● What you are asked to do
Lines before the one containing "caught during teardown" are left out; that line and all after it, through the end of the records, must be transcribed exactly.

***** Source information

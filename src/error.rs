//! Error types for fixture construction and teardown

use crate::config::ConfigError;
use std::fmt;
use std::path::PathBuf;
use thiserror::Error;

/// Errors reported by a [`ContainerRuntime`](crate::runtime::ContainerRuntime)
#[derive(Debug, Error)]
pub enum RuntimeError {
    /// The Docker Engine API returned an error
    #[error("docker api: {0}")]
    Docker(#[from] bollard::errors::Error),

    /// The image build stream reported a failure
    #[error("image build failed: {0}")]
    Build(String),

    /// The build context could not be packaged
    #[error("packaging build context {}: {source}", path.display())]
    Context {
        path: PathBuf,
        #[source]
        source: std::io::Error,
    },

    /// The daemon response lacked a field the fixture relies on
    #[error("daemon response is missing `{0}`")]
    MissingField(&'static str),

    /// A blocking helper task did not complete
    #[error("background task failed: {0}")]
    TaskJoin(String),

    /// Daemon endpoint configuration is unusable
    #[error(transparent)]
    Config(#[from] ConfigError),

    /// Failure scripted by a mock runtime
    #[error("{0}")]
    Injected(String),
}

/// Errors produced by [`ContainerFixture`](crate::ContainerFixture) operations
#[derive(Debug, Error)]
pub enum FixtureError {
    #[error("invalid build path {}: {reason}", path.display())]
    InvalidPath { path: PathBuf, reason: String },

    #[error("starting container from {}: {source}", path.display())]
    Start {
        path: PathBuf,
        #[source]
        source: RuntimeError,
    },

    #[error("inspecting container {id}: {source}")]
    Inspect {
        id: String,
        #[source]
        source: RuntimeError,
    },

    #[error("terminating container {id}: {source}")]
    Terminate {
        id: String,
        #[source]
        source: RuntimeError,
    },

    #[error("resolving daemon endpoint: {source}")]
    Endpoint {
        #[source]
        source: RuntimeError,
    },

    #[error("creating docker client for {endpoint}: {source}")]
    Connect {
        endpoint: String,
        #[source]
        source: RuntimeError,
    },

    #[error("removing image {name}({image_id}): {source}")]
    RemoveImage {
        name: String,
        image_id: String,
        #[source]
        source: RuntimeError,
    },

    #[error("panic: {0}")]
    Panic(String),

    #[error(transparent)]
    Config(#[from] ConfigError),
}

/// Every failure collected while tearing a fixture down
///
/// Displays one cause per line, in the order they occurred.
#[derive(Debug)]
pub struct CleanupError {
    causes: Vec<FixtureError>,
}

impl CleanupError {
    pub(crate) fn new(causes: Vec<FixtureError>) -> Self {
        Self { causes }
    }

    pub fn causes(&self) -> &[FixtureError] {
        &self.causes
    }

    /// True if any cause was a panic caught during teardown
    pub fn is_panic(&self) -> bool {
        self.causes
            .iter()
            .any(|cause| matches!(cause, FixtureError::Panic(_)))
    }
}

impl fmt::Display for CleanupError {
    fn fmt(&self, f: &mut fmt::Formatter<'_>) -> fmt::Result {
        for (i, cause) in self.causes.iter().enumerate() {
            if i > 0 {
                writeln!(f)?;
            }
            write!(f, "{}", cause)?;
        }
        Ok(())
    }
}

impl std::error::Error for CleanupError {
    fn source(&self) -> Option<&(dyn std::error::Error + 'static)> {
        self.causes
            .first()
            .map(|cause| cause as &(dyn std::error::Error + 'static))
    }
}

**********

● Task result
    /// True if any cause was a panic caught during teardown
    pub fn is_panic(&self) -> bool {
        self.causes
            .iter()
            .any(|cause| matches!(cause, FixtureError::Panic(_)))
    }
}

impl fmt::Display for CleanupError {
    fn fmt(&self, f: &mut fmt::Formatter<'_>) -> fmt::Result {
        for (i, cause) in self.causes.iter().enumerate() {
            if i > 0 {
                writeln!(f)?;
            }
            write!(f, "{}", cause)?;
        }
        Ok(())
    }
}

impl std::error::Error for CleanupError {
    fn source(&self) -> Option<&(dyn std::error::Error + 'static)> {
        self.causes
            .first()
            .map(|cause| cause as &(dyn std::error::Error + 'static))
    }
}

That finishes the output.